1. ... here - that all the Gitin in our Mishnah are Pasul, even the last one.
2. ... there - that ...
a. ... wherever Chazal use the term 'Get Pasul' - they mean that the Get is Pasul, but that it nevertheless invalidates the woman from Kehunah.
b. ... wherever Chazal use the term 'Chalitzah Pesulah' - they mean that the Chalitzah is Pasul, but that it nevertheless invalidates the woman from Yibum with any of the brothers, and he learns it from " ... Asher Lo Yivneh es Beis Achiv", which the Torah writes in the future tense, to teach us that, since he did not build his brother's house (by performing Chalitzah), he will not get a second chance.
(a) Rebbi Elazar is quoted in Eretz Yisrael differently than Shmuel, with regard to Chalitzah Pesulah.

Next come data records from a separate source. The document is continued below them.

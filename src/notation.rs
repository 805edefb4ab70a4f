//! Compact position notation.
//!
//! ```text
//! W:W31-50:B1-20
//! │ │      └ dark pieces: squares 1 through 20
//! │ └ light pieces: squares 31 through 50
//! └ side to move (ignored by the position model)
//! ```
//!
//! Square lists are comma separated. `K12` is a king on 12; `31-50` is an
//! inclusive range of men.

use thiserror::Error;

use crate::position::{Position, PositionError};
use crate::types::{BoardKind, Piece, Rank, Side, Square};

/// Keyword accepted in place of a notation string for the initial setup.
pub const START_KEYWORD: &str = "start";

#[derive(Debug, Clone, PartialEq, Eq, Error)]
pub enum DecodeError {
    #[error("notation is empty")]
    Empty,
    #[error("expected 2 or 3 sections separated by ':', found {0}")]
    SectionCount(usize),
    #[error("invalid side marker in section {0:?}")]
    InvalidSide(String),
    #[error("invalid square token {0:?}")]
    InvalidToken(String),
}

#[derive(Debug, Clone, PartialEq, Eq, Error)]
pub enum EncodeError {
    #[error(transparent)]
    Position(#[from] PositionError),
}

#[derive(Debug, Clone, Copy, PartialEq, Eq)]
enum Token {
    Single { number: u32, rank: Rank },
    Range { first: u32, last: u32 },
}

/// Parses `text` into a position on a `kind` board.
///
/// Anything from the first `.` on and trailing whitespace are ignored.
/// Squares that do not exist on the board are dropped rather than rejected.
pub fn decode(text: &str, kind: BoardKind) -> Result<Position, DecodeError> {
    let text = text.split('.').next().unwrap_or_default().trim_end();

    if text.eq_ignore_ascii_case(START_KEYWORD) || text == kind.start_notation() {
        return Ok(Position::start(kind));
    }
    if text.is_empty() {
        return Err(DecodeError::Empty);
    }

    let sections: Vec<&str> = text.split(':').collect();
    if !(2..=3).contains(&sections.len()) {
        return Err(DecodeError::SectionCount(sections.len()));
    }

    let turn = sections[0];
    if turn.len() != 1 || turn.chars().next().and_then(Side::from_marker).is_none() {
        return Err(DecodeError::InvalidSide(turn.to_string()));
    }

    let mut position = Position::new();
    for section in &sections[1..] {
        let mut chars = section.chars();
        let side = chars
            .next()
            .and_then(Side::from_marker)
            .ok_or_else(|| DecodeError::InvalidSide(section.to_string()))?;
        let list = chars.as_str();
        if list.is_empty() {
            continue;
        }

        for token in list.split(',') {
            match parse_token(token)? {
                Token::Single { number, rank } => {
                    place(&mut position, number, Piece::new(side, rank), kind);
                }
                Token::Range { first, last } => {
                    let last = last.min(kind.squares() as u32);
                    for number in first..=last {
                        place(&mut position, number, Piece::new(side, Rank::Man), kind);
                    }
                }
            }
        }
    }

    Ok(position)
}

/// Writes `position` as notation, light side first.
///
/// Fails when `position` holds a square that does not exist on a `kind`
/// board.
pub fn encode(position: &Position, kind: BoardKind) -> Result<String, EncodeError> {
    position.check(kind)?;
    Ok(format(position))
}

/// Validates host-supplied `(square, piece code)` pairs as a whole and
/// encodes them.
pub fn encode_raw<I, K, V>(entries: I, kind: BoardKind) -> Result<String, EncodeError>
where
    I: IntoIterator<Item = (K, V)>,
    K: AsRef<str>,
    V: AsRef<str>,
{
    let position = Position::validate(entries, kind)?;
    Ok(format(&position))
}

pub(crate) fn format(position: &Position) -> String {
    let light = side_list(position, Side::Light);
    let dark = side_list(position, Side::Dark);
    format!(
        "{}:{}{}:{}{}",
        Side::Light.marker(),
        Side::Light.marker(),
        light,
        Side::Dark.marker(),
        dark
    )
}

fn side_list(position: &Position, side: Side) -> String {
    position
        .iter()
        .filter(|(_, piece)| piece.side == side)
        .map(|(square, piece)| {
            if piece.is_king() {
                format!("K{square}")
            } else {
                square.to_string()
            }
        })
        .collect::<Vec<_>>()
        .join(",")
}

fn place(position: &mut Position, number: u32, piece: Piece, kind: BoardKind) {
    match Square::new(number, kind) {
        Some(square) => {
            position.insert(square, piece);
        }
        None => log::debug!("dropping square {number} outside the {kind} board"),
    }
}

fn parse_token(token: &str) -> Result<Token, DecodeError> {
    let invalid = || DecodeError::InvalidToken(token.to_string());
    let (rank, body) = match token.strip_prefix('K') {
        Some(rest) => (Rank::King, rest),
        None => (Rank::Man, token),
    };

    match body.split_once('-') {
        // Ranges are always men, even behind a `K`.
        Some((first, last)) => Ok(Token::Range {
            first: parse_number(first).ok_or_else(invalid)?,
            last: parse_number(last).ok_or_else(invalid)?,
        }),
        None => Ok(Token::Single {
            number: parse_number(body).ok_or_else(invalid)?,
            rank,
        }),
    }
}

/// Decimal digits only. Values too large for `u32` saturate; they are off
/// every board anyway.
fn parse_number(digits: &str) -> Option<u32> {
    if digits.is_empty() || !digits.bytes().all(|b| b.is_ascii_digit()) {
        return None;
    }
    Some(digits.bytes().fold(0u32, |acc, b| {
        acc.saturating_mul(10).saturating_add((b - b'0') as u32)
    }))
}

#[cfg(test)]
mod tests {
    use super::*;

    fn sq(number: u32) -> Square {
        Square::new(number, BoardKind::Draughts).unwrap()
    }

    fn position(entries: &[(u32, Piece)]) -> Position {
        entries.iter().map(|&(n, piece)| (sq(n), piece)).collect()
    }

    #[test]
    fn decode_expands_ranges_and_kings() {
        let decoded = decode("W:WK1,2-5:BK31,32-35", BoardKind::Draughts).unwrap();

        assert_eq!(decoded.len(), 10);
        assert_eq!(decoded.get(sq(1)), Some(Piece::LIGHT_KING));
        assert_eq!(decoded.get(sq(2)), Some(Piece::LIGHT_MAN));
        assert_eq!(decoded.get(sq(5)), Some(Piece::LIGHT_MAN));
        assert_eq!(decoded.get(sq(31)), Some(Piece::DARK_KING));
        assert_eq!(decoded.get(sq(35)), Some(Piece::DARK_MAN));
    }

    #[test]
    fn side_marker_not_token_order_decides_color() {
        let decoded = decode("B:B1,2:W49,50", BoardKind::Draughts).unwrap();

        assert_eq!(decoded.get(sq(1)), Some(Piece::DARK_MAN));
        assert_eq!(decoded.get(sq(50)), Some(Piece::LIGHT_MAN));
    }

    #[test]
    fn start_keyword_and_literal_decode_to_initial_setup() {
        for kind in [BoardKind::Draughts, BoardKind::Checkers] {
            let start = Position::start(kind);
            assert_eq!(decode("start", kind).unwrap(), start);
            assert_eq!(decode("START", kind).unwrap(), start);
            assert_eq!(decode(kind.start_notation(), kind).unwrap(), start);
        }
    }

    #[test]
    fn decode_ignores_suffix_and_trailing_whitespace() {
        let decoded = decode("W:W31:B1.extra stuff", BoardKind::Draughts).unwrap();
        assert_eq!(decoded, position(&[(31, Piece::LIGHT_MAN), (1, Piece::DARK_MAN)]));

        let decoded = decode("W:W31:B1  \n", BoardKind::Draughts).unwrap();
        assert_eq!(decoded.len(), 2);
    }

    #[test]
    fn decode_accepts_a_single_side_and_empty_lists() {
        let decoded = decode("W:W31-33", BoardKind::Draughts).unwrap();
        assert_eq!(decoded.len(), 3);

        assert!(decode("W:W:B", BoardKind::Draughts).unwrap().is_empty());
        assert_eq!(decode("W:W1:B", BoardKind::Draughts).unwrap().len(), 1);
    }

    #[test]
    fn decode_rejects_malformed_notation() {
        let cases = [
            ("", DecodeError::Empty),
            ("incomplete", DecodeError::SectionCount(1)),
            ("W:", DecodeError::InvalidSide(String::new())),
            ("W::", DecodeError::InvalidSide(String::new())),
            ("X:W31-50:B1-20", DecodeError::InvalidSide("X".to_string())),
            ("W:X31-50:B1-20", DecodeError::InvalidSide("X31-50".to_string())),
            ("W:W31--50:B1-20", DecodeError::InvalidToken("31--50".to_string())),
            ("W:W31-50:B1-20:extra", DecodeError::SectionCount(4)),
            ("W:W-5-5:B1-20", DecodeError::InvalidToken("-5-5".to_string())),
            ("W:Wa-z:B1-20", DecodeError::InvalidToken("a-z".to_string())),
            ("W:W1,,2:B3", DecodeError::InvalidToken(String::new())),
            ("W W31-50 B1-20", DecodeError::SectionCount(1)),
        ];

        for (text, expected) in cases {
            assert_eq!(decode(text, BoardKind::Draughts), Err(expected), "{text:?}");
        }
    }

    #[test]
    fn decode_drops_squares_off_the_board() {
        let decoded = decode("W:W31-70:B1-20", BoardKind::Draughts).unwrap();
        assert_eq!(decoded.count(Side::Light), (20, 0));

        let decoded = decode("W:W60-70,K99:B1", BoardKind::Draughts).unwrap();
        assert_eq!(decoded.len(), 1);

        let decoded = decode("W:W31-99999999999:B1", BoardKind::Draughts).unwrap();
        assert_eq!(decoded.count(Side::Light), (20, 0));

        let decoded = decode("W:W30-40:B1-12", BoardKind::Checkers).unwrap();
        assert_eq!(decoded.count(Side::Light), (3, 0));
    }

    #[test]
    fn backwards_range_is_empty() {
        let decoded = decode("W:W50-31:B1-20", BoardKind::Draughts).unwrap();

        assert_eq!(decoded.count(Side::Light), (0, 0));
        assert_eq!(decoded.count(Side::Dark), (20, 0));
    }

    #[test]
    fn encode_sorts_numerically_with_kings_inline() {
        let pos = position(&[
            (40, Piece::LIGHT_MAN),
            (5, Piece::LIGHT_KING),
            (12, Piece::LIGHT_MAN),
            (31, Piece::DARK_MAN),
            (3, Piece::DARK_KING),
        ]);

        assert_eq!(encode(&pos, BoardKind::Draughts).unwrap(), "W:WK5,12,40:BK3,31");
    }

    #[test]
    fn encode_empty_board_keeps_both_markers() {
        assert_eq!(encode(&Position::new(), BoardKind::Draughts).unwrap(), "W:W:B");
    }

    #[test]
    fn encode_two_sided_scenario() {
        let pos = position(&[(1, Piece::LIGHT_MAN), (31, Piece::DARK_MAN)]);

        assert_eq!(encode(&pos, BoardKind::Draughts).unwrap(), "W:W1:B31");
    }

    #[test]
    fn encode_rejects_squares_off_the_board() {
        let pos = position(&[(40, Piece::LIGHT_MAN)]);

        let err = encode(&pos, BoardKind::Checkers).unwrap_err();
        assert!(err.to_string().contains("off the checkers board"));
    }

    #[test]
    fn encode_raw_validates_the_whole_structure() {
        assert_eq!(
            encode_raw([("1", "w"), ("31", "b")], BoardKind::Draughts).unwrap(),
            "W:W1:B31"
        );
        assert!(encode_raw([("1", "w"), ("31", "z")], BoardKind::Draughts).is_err());
        assert!(encode_raw([("1", "w"), ("51", "b")], BoardKind::Draughts).is_err());
    }

    #[test]
    fn decode_of_encode_preserves_position() {
        let samples = [
            Position::start(BoardKind::Draughts),
            Position::new(),
            position(&[
                (1, Piece::LIGHT_KING),
                (2, Piece::LIGHT_MAN),
                (27, Piece::DARK_KING),
                (50, Piece::DARK_MAN),
            ]),
        ];

        for pos in samples {
            let text = encode(&pos, BoardKind::Draughts).unwrap();
            assert_eq!(decode(&text, BoardKind::Draughts).unwrap(), pos, "{text}");
        }

        let checkers = Position::start(BoardKind::Checkers);
        let text = encode(&checkers, BoardKind::Checkers).unwrap();
        assert_eq!(decode(&text, BoardKind::Checkers).unwrap(), checkers);
    }
}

The basic distinction that he makes between 'Chaltzah bi'S'mol u'va'Laylah' on the one hand, and 'Katan (she'Chalatz) ve'Anpilya' on the other is - that although neither pair is valid, the former invalidates the woman from Yibum, seeing as she did perform Chalitzah (even though it was not performed strictly in accordance with the Halachah); whereas the latter (which contravenes the specific Pesukim 'Ish' and 'Na'al'), is not considered a Chalitzah at all, and does not invalidate the woman.

(b) Ze'iri and Rav maintain that all the cases in our Mishnah do not invalidate the woman from marrying a Kohen except for the last one - which intrinsically conforms with all the Dinim of Get, and is only Pasul because of the external P'sul of B'reirah (and in his opinion, we say 'Yesh B'reirah' le'Chumra.

(c) The last opinion is that of Rebbi Yochanan - who agrees with Ze'iri and Rav Asi regarding all the Gitin in our Mishnah that are intrinsically Pasul. And as far as the last case is concerned, Rebbi Yochanan holds 'Ein B'reirah', as we shall now see, in which case, there too, the woman will not be invalidated from Kehunah.